▸ **Records for the task**:
-- Opening Marker --

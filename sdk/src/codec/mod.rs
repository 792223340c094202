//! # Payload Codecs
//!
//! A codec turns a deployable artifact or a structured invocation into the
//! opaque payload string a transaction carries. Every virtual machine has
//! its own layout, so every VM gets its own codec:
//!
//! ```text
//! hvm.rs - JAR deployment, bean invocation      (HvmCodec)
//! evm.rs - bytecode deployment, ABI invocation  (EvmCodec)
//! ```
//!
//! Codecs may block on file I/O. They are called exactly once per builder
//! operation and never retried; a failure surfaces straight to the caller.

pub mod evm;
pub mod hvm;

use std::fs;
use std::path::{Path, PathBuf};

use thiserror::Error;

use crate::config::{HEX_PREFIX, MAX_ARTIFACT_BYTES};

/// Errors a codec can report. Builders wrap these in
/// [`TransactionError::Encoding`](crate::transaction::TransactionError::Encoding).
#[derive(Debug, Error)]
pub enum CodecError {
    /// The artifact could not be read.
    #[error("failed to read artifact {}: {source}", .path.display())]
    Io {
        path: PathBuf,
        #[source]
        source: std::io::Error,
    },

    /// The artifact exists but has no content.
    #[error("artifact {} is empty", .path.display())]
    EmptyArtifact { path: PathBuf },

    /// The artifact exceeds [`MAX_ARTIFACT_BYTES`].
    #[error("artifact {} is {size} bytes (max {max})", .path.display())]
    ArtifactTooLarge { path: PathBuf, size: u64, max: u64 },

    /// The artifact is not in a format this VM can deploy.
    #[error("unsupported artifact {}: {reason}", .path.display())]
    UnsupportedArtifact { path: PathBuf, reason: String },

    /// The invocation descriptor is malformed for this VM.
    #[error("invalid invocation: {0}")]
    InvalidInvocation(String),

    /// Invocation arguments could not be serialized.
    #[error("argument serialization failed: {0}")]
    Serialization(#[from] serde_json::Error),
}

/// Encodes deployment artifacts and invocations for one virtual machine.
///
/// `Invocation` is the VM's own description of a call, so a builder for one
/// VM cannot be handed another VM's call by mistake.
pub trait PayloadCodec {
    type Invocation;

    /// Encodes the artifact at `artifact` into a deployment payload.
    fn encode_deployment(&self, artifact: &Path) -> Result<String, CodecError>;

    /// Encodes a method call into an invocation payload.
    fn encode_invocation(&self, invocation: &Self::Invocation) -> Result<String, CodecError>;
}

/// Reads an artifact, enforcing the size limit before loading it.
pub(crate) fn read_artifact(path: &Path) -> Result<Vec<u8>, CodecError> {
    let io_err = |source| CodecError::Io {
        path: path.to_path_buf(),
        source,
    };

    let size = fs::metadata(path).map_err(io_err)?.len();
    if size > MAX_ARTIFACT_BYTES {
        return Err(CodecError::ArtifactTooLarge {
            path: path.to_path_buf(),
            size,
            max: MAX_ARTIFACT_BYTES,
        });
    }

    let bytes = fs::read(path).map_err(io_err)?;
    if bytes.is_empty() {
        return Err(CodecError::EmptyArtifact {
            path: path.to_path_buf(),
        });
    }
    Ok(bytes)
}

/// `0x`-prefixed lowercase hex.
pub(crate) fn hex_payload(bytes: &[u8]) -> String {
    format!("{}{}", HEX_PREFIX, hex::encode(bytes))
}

-- Closing Marker --
-- Opening Marker --

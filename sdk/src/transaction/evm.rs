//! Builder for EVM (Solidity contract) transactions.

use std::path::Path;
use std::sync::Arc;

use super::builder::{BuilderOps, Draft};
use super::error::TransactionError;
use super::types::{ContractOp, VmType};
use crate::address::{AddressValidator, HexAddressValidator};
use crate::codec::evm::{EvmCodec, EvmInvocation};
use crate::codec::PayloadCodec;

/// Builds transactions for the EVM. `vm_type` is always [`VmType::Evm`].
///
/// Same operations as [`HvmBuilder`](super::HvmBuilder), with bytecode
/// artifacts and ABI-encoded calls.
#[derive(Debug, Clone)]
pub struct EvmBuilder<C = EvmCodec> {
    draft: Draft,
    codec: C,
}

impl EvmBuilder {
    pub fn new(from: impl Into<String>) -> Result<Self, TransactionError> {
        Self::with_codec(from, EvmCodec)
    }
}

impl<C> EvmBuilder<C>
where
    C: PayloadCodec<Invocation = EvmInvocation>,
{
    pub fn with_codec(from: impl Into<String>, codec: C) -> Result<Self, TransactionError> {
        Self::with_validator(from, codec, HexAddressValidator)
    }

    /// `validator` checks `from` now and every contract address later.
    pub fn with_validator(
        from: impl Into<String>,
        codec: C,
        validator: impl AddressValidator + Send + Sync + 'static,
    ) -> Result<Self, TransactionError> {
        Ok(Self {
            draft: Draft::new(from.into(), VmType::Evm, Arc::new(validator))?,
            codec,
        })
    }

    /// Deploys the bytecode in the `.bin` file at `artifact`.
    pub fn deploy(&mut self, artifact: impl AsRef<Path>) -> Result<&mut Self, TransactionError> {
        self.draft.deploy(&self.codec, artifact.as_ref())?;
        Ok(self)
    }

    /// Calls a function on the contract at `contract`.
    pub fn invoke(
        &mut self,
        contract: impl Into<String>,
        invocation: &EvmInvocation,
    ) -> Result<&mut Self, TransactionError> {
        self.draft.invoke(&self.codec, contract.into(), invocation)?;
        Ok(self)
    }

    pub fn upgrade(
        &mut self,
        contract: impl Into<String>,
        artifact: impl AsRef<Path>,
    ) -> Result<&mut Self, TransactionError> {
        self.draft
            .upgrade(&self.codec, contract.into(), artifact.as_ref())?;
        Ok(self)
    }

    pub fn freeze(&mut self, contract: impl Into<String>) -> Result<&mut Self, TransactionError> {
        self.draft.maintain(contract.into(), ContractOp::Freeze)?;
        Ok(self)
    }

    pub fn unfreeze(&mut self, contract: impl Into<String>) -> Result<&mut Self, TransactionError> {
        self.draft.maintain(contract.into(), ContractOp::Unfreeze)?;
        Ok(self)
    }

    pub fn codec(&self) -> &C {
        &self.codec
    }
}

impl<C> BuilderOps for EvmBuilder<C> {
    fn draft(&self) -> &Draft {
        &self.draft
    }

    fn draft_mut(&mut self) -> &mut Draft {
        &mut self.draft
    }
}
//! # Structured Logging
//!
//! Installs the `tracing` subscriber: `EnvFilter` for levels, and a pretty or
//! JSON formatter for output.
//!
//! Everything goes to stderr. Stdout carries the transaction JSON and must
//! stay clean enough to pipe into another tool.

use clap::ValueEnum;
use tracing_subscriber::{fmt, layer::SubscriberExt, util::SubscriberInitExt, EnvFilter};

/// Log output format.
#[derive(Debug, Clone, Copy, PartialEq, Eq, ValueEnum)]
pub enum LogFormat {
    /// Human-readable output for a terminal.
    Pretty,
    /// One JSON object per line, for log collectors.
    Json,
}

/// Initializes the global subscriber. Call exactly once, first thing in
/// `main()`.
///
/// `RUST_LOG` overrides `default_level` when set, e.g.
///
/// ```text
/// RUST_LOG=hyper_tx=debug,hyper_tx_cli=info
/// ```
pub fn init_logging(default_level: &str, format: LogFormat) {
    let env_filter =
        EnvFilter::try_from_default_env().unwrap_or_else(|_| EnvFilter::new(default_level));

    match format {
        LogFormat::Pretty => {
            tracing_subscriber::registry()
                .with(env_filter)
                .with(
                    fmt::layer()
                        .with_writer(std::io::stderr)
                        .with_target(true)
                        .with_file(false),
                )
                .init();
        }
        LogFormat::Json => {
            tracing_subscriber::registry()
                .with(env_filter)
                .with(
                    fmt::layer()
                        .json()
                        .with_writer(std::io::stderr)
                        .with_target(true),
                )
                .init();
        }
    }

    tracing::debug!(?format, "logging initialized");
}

-- Closing Marker --
-- Opening Marker --

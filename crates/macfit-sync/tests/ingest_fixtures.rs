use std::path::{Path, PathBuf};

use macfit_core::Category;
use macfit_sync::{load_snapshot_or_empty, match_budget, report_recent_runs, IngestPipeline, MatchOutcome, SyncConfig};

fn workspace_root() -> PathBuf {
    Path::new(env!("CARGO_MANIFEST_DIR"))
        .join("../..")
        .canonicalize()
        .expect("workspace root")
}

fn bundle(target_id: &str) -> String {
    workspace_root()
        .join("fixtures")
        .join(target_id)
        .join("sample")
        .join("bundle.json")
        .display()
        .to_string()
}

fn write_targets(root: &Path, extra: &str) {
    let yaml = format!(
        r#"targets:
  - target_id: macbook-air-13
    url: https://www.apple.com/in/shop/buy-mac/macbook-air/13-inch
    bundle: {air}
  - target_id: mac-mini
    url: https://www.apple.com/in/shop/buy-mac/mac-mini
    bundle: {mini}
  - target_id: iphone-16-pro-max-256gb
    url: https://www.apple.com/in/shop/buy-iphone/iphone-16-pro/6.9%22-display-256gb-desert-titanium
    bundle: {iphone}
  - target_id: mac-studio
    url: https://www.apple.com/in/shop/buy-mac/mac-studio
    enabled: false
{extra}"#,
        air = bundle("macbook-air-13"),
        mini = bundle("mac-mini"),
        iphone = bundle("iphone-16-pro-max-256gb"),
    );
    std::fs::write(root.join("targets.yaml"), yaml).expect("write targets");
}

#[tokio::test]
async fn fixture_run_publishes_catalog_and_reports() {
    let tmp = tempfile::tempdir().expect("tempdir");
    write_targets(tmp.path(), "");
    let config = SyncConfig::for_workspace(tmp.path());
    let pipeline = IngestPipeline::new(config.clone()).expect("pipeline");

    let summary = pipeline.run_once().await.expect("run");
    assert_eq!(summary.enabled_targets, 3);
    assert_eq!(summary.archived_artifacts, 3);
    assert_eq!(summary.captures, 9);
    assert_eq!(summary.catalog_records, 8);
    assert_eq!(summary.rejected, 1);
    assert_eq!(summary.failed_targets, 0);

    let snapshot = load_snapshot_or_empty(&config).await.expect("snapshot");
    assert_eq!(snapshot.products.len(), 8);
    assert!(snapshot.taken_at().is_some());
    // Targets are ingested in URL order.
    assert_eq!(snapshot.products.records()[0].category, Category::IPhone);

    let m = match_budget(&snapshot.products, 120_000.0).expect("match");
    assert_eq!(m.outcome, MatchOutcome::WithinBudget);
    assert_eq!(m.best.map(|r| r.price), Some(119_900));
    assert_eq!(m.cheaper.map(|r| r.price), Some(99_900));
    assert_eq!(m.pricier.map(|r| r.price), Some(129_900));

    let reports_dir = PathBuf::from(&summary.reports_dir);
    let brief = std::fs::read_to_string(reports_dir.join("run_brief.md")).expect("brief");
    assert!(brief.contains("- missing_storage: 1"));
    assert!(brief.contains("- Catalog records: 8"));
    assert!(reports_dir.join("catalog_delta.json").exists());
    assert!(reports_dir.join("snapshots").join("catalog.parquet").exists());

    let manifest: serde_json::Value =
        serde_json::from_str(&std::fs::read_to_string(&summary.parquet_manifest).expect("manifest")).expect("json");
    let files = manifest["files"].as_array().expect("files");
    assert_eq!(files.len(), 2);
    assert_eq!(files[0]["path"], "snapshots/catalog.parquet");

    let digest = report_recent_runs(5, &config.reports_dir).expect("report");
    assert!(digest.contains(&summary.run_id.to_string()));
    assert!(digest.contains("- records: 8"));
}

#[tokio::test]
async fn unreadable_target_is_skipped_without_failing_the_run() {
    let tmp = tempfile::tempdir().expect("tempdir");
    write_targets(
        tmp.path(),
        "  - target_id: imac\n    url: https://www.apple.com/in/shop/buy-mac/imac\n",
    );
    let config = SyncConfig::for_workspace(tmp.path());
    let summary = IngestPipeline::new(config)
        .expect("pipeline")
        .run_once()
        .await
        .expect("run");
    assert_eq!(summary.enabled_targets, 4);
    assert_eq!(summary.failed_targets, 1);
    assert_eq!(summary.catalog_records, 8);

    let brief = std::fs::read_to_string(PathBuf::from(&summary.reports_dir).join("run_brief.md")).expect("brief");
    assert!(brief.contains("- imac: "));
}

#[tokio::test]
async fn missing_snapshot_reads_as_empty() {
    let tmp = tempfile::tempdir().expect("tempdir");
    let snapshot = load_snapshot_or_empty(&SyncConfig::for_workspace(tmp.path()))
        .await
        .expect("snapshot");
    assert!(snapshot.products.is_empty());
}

-- Closing Marker --

▸ **Work required**:
Count how many lines in the listing above contain the word "SyncConfig", and respond with only that number.

▸ **Exercise answer**:
4